- [WORK TASK]:
Repeat precisely the span of lines below that opens with the line containing "let relative = relative.trim_start_matches('/');" and closes with the line containing "let parsed = url::Url::parse(base_url)", both included.

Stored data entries
____

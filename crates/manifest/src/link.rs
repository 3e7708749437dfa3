//! Download URL composition.

use crate::error::{ErrorKind, Result};
use exn::ResultExt;

/// Join `base_url` and `relative_path` into a single download URL.
///
/// The base gets exactly one trailing `/`, and backslashes in the relative
/// path become `/`, so the result doesn't depend on the host's path
/// separator. Query strings and fragments are not handled.
///
/// ```
/// use packsync_manifest::compose;
/// assert_eq!(compose("https://host/a", "b/c.txt").unwrap(), "https://host/a/b/c.txt");
/// assert_eq!(compose("https://host/a/", "b\\c.txt").unwrap(), "https://host/a/b/c.txt");
/// assert!(compose("not a url", "b/c.txt").is_err());
/// ```
pub fn compose(base_url: &str, relative_path: &str) -> Result<String> {
    let relative = relative_path.replace('\\', "/");
    let relative = relative.trim_start_matches('/');
    if relative.is_empty() {
        exn::bail!(ErrorKind::InvalidArgument("path to file in repository could not be empty".to_string()));
    }
    let parsed = url::Url::parse(base_url)
        .or_raise(|| ErrorKind::InvalidArgument(format!("`{base_url}` is not a valid absolute URL")))?;
    if parsed.cannot_be_a_base() {
        exn::bail!(ErrorKind::InvalidArgument(format!("`{base_url}` cannot be used as a base URL")));
    }
    Ok(format!("{}/{relative}", base_url.trim_end_matches('/')))
}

____

- [RESPONSE TO THIS EXERCISE]:
    let relative = relative.trim_start_matches('/');
    if relative.is_empty() {
        exn::bail!(ErrorKind::InvalidArgument("path to file in repository could not be empty".to_string()));
    }
    let parsed = url::Url::parse(base_url)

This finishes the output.